Si depuis le début du film les plans au sol mettent en scène le frère cadet, les dernières images contenant notre motif se focalisent davantage sur le destin tragique de Motorcycle Boy ; ce personnage dont le mutisme, le comportement et les déplacements le rapprochent de plus en plus d’un spectre au fur et à mesure que le film avance. La scène se déroule donc dans le silence de la nuit alors que le frère ainé attend la fermeture d’une animalerie. Nous n’entendons que les sons de la route, des véhicules qui passent et des sifflements de train glissant sur la voie ferrée, nous rapprochant encore plus du sol. Alors qu’il est adossé à un tronc d’arbre, la caméra posée à terre cadre la route, l’animalerie mais aussi les jambes du personnage dont elle coupe le haut du corps. Puis, lui-même s’affaisse et entre parfaitement dans le champ lorsqu’il s’assoit au pied du tronc : il se rapproche du sol comme il se rapproche de la mort. La lumière du lampadaire venant éclairer le personnage du dessus vient renforcer cette idée de mort imminente.

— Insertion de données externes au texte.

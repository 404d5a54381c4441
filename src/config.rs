//! Configuration management
//!
//! Manages gateway settings, routing tables, budget limits, server limits
//! and user-defined agents.

use anyhow::{Context, Result};
use serde::{Deserialize, Serialize};
use std::collections::HashMap;
use std::path::{Path, PathBuf};

use crate::orchestrator::agent_types::AgentDefinition;
use crate::orchestrator::classifier::ClassifierRuleConfig;

/// Main configuration structure
#[derive(Debug, Clone, Default, Serialize, Deserialize)]
pub struct Config {
    /// OpenRouter API settings
    #[serde(default)]
    pub openrouter: OpenRouterConfig,
    /// Model routing settings
    #[serde(default)]
    pub routing: RoutingConfig,
    /// Budget limits
    #[serde(default)]
    pub budget: BudgetConfig,
    /// HTTP server settings
    #[serde(default)]
    pub server: ServerConfig,
    /// Agent classifier rules
    #[serde(default)]
    pub classifier: ClassifierConfig,
    /// Agents added to (or replacing) the built-in ones
    #[serde(default)]
    pub agents: Vec<AgentDefinition>,
}

#[derive(Debug, Clone, Serialize, Deserialize)]
pub struct OpenRouterConfig {
    /// API key is stored in keyring, this is just a reference
    #[serde(skip)]
    pub api_key: Option<String>,
    #[serde(default = "default_base_url")]
    pub base_url: String,
    /// Sent as `HTTP-Referer`
    #[serde(default = "default_referer")]
    pub referer: String,
    /// Sent as `X-Title`
    #[serde(default = "default_title")]
    pub title: String,
    #[serde(default = "default_timeout_secs")]
    pub timeout_secs: u64,
    /// Completion length cap, unset to let the provider decide
    #[serde(default)]
    pub max_tokens: Option<u32>,
}

fn default_base_url() -> String {
    "https://openrouter.ai/api/v1".to_string()
}

fn default_referer() -> String {
    "https://ourark.io".to_string()
}

fn default_title() -> String {
    "OurArk AI Workspace".to_string()
}

fn default_timeout_secs() -> u64 {
    60
}

impl Default for OpenRouterConfig {
    fn default() -> Self {
        Self {
            api_key: None,
            base_url: default_base_url(),
            referer: default_referer(),
            title: default_title(),
            timeout_secs: default_timeout_secs(),
            max_tokens: None,
        }
    }
}

#[derive(Debug, Clone, Serialize, Deserialize)]
pub struct RoutingConfig {
    /// Model used when a request does not name one (`auto` routes)
    #[serde(default = "default_model")]
    pub default_model: String,
    /// Prior messages forwarded to the provider
    #[serde(default = "default_history_window")]
    pub history_window: usize,
    /// Replacement keyword patterns per complexity tier
    #[serde(default)]
    pub complexity_patterns: HashMap<String, Vec<String>>,
}

fn default_model() -> String {
    crate::orchestrator::AUTO_MODEL.to_string()
}

fn default_history_window() -> usize {
    20
}

impl Default for RoutingConfig {
    fn default() -> Self {
        Self {
            default_model: default_model(),
            history_window: default_history_window(),
            complexity_patterns: HashMap::new(),
        }
    }
}

#[derive(Debug, Clone, Serialize, Deserialize)]
pub struct BudgetConfig {
    /// Daily spending limit in USD
    #[serde(default = "default_daily_limit")]
    pub daily_limit: f64,
    /// Monthly spending limit in USD
    #[serde(default = "default_monthly_limit")]
    pub monthly_limit: f64,
}

fn default_daily_limit() -> f64 {
    1.0
}

fn default_monthly_limit() -> f64 {
    10.0
}

impl Default for BudgetConfig {
    fn default() -> Self {
        Self {
            daily_limit: default_daily_limit(),
            monthly_limit: default_monthly_limit(),
        }
    }
}

#[derive(Debug, Clone, Serialize, Deserialize)]
pub struct ServerConfig {
    #[serde(default = "default_host")]
    pub host: String,
    #[serde(default = "default_port")]
    pub port: u16,
    /// Requests per window to chat routes (`/api/chat`)
    #[serde(default = "default_chat_rate_limit")]
    pub chat_rate_limit: u32,
    /// Requests per window to every other API route
    #[serde(default = "default_api_rate_limit")]
    pub api_rate_limit: u32,
    #[serde(default = "default_rate_window_secs")]
    pub rate_window_secs: u64,
    /// Origins allowed to make credentialed cross-origin requests
    #[serde(default = "default_allowed_origins")]
    pub allowed_origins: Vec<String>,
    /// Send `Strict-Transport-Security` (enable behind TLS in production)
    #[serde(default)]
    pub hsts: bool,
}

fn default_host() -> String {
    "127.0.0.1".to_string()
}

fn default_port() -> u16 {
    8080
}

fn default_chat_rate_limit() -> u32 {
    20
}

fn default_api_rate_limit() -> u32 {
    60
}

fn default_rate_window_secs() -> u64 {
    60
}

fn default_allowed_origins() -> Vec<String> {
    [
        "https://ourark.io",
        "https://www.ourark.io",
        "http://localhost:3000",
        "http://localhost:3001",
    ]
    .iter()
    .map(|o| o.to_string())
    .collect()
}

impl Default for ServerConfig {
    fn default() -> Self {
        Self {
            host: default_host(),
            port: default_port(),
            chat_rate_limit: default_chat_rate_limit(),
            api_rate_limit: default_api_rate_limit(),
            rate_window_secs: default_rate_window_secs(),
            allowed_origins: default_allowed_origins(),
            hsts: false,
        }
    }
}

#[derive(Debug, Clone, Default, Serialize, Deserialize)]
pub struct ClassifierConfig {
    /// Replaces the built-in rule table when non-empty
    #[serde(default)]
    pub rules: Vec<ClassifierRuleConfig>,
}

impl Config {
    /// Load configuration from the default location, creating it if missing
    pub fn load() -> Result<Self> {
        let path = config_path()?;
        if path.exists() {
            Self::load_from(&path)
        } else {
            let config = Config::default();
            config.save()?;
            Ok(config)
        }
    }

    /// Load configuration from a specific file
    pub fn load_from(path: &Path) -> Result<Self> {
        let contents = std::fs::read_to_string(path)
            .with_context(|| format!("Failed to read config file {}", path.display()))?;
        toml::from_str(&contents).context("Failed to parse config file")
    }

    /// Save configuration to the default location
    pub fn save(&self) -> Result<()> {
        self.save_to(&config_path()?)
    }

    pub fn save_to(&self, path: &Path) -> Result<()> {
        let parent = path.parent().context("Config path has no parent")?;
        std::fs::create_dir_all(parent).context("Failed to create config directory")?;

        let contents = toml::to_string_pretty(self).context("Failed to serialize config")?;
        std::fs::write(path, contents).context("Failed to write config file")?;
        Ok(())
    }
}

/// Get the configuration file path
pub fn config_path() -> Result<PathBuf> {
    let base = directories::ProjectDirs::from("com", "ourark", "ourark")
        .context("Failed to get project directories")?;
    Ok(base.config_dir().join("config.toml"))
}

/// Show current configuration
pub fn show_config() -> Result<()> {
    let config = Config::load()?;

    println!("Configuration ({})", config_path()?.display());
    println!();
    println!("  OpenRouter:     {}", config.openrouter.base_url);
    println!("  API key:        {}", if crate::security::keyring::has_api_key() { "set" } else { "not set" });
    println!("  Default model:  {}", config.routing.default_model);
    println!("  History window: {} messages", config.routing.history_window);
    println!("  Budget:         ${}/day, ${}/month", config.budget.daily_limit, config.budget.monthly_limit);
    println!("  Server:         {}:{}", config.server.host, config.server.port);
    println!(
        "  Rate limits:    chat {}/{}s, api {}/{}s",
        config.server.chat_rate_limit,
        config.server.rate_window_secs,
        config.server.api_rate_limit,
        config.server.rate_window_secs
    );
    println!("  CORS origins:   {}", config.server.allowed_origins.join(", "));
    println!("  Custom agents:  {}", config.agents.len());
    println!(
        "  Classifier:     {}",
        if config.classifier.rules.is_empty() { "built-in rules".to_string() } else { format!("{} custom rules", config.classifier.rules.len()) }
    );

    Ok(())
}

/// Set API key
pub fn set_api_key(key: &str) -> Result<()> {
    crate::security::keyring::set_api_key(key)?;
    println!("API key stored securely.");
    Ok(())
}

/// Set daily budget limit
pub fn set_daily_limit(limit: f64) -> Result<()> {
    if !(limit.is_finite() && limit >= 0.0) {
        anyhow::bail!("Budget limit must be a non-negative amount");
    }
    let mut config = Config::load()?;
    config.budget.daily_limit = limit;
    config.save()?;
    println!("Daily budget limit set to ${}", limit);
    Ok(())
}

/// Set monthly budget limit
pub fn set_monthly_limit(limit: f64) -> Result<()> {
    if !(limit.is_finite() && limit >= 0.0) {
        anyhow::bail!("Budget limit must be a non-negative amount");
    }
    let mut config = Config::load()?;
    config.budget.monthly_limit = limit;
    config.save()?;
    println!("Monthly budget limit set to ${}", limit);
    Ok(())
}

/// Reset configuration to defaults
pub fn reset_config() -> Result<()> {
    let config = Config::default();
    config.save()?;
    println!("Configuration reset to defaults.");
    Ok(())
}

Remarquons enfin le nombre de fois dans cette scène où le personnage a, étrangement, les yeux rivés vers le ciel en souriant.

Dix minutes plus tard, comme en réponse à l’oracle, Motorcycle Boy se fait abattre par le policier et se retrouve allongé au sol, visage tourné vers le ciel. La caméra, légèrement en plongée sur la sinistre scène se déplace latéralement vers la foule qui se rassemble autour du corps, pour laisser celui-ci disparaître définitivement du champ. L’homme n’existe plus, seul son mythe demeure. Alors que des gens essayent de voir ce qu’il se passe, en basculant sur un pied pour mieux voir, d’autres reculent. Puis apparait le personnage du début, Black Pool Player, qui est le seul à s’être agenouillé à hauteur de caméra : il est celui par qui tout a commencé. On finit par voir quelques visages connus, dont ceux de Smokey (Nicolas Cage) accompagné de sa nouvelle copine, puis du père du personnage dont le visage nous fait comprendre qu’il s’y attendait depuis longtemps. Puis la caméra continue à s’éloigner de la scène tragique comme si elle avait compris l’insaisissabilité du personnage, alors que la foule marche en sens inverse pour s’en approcher, portée par une pulsion scopique morbide.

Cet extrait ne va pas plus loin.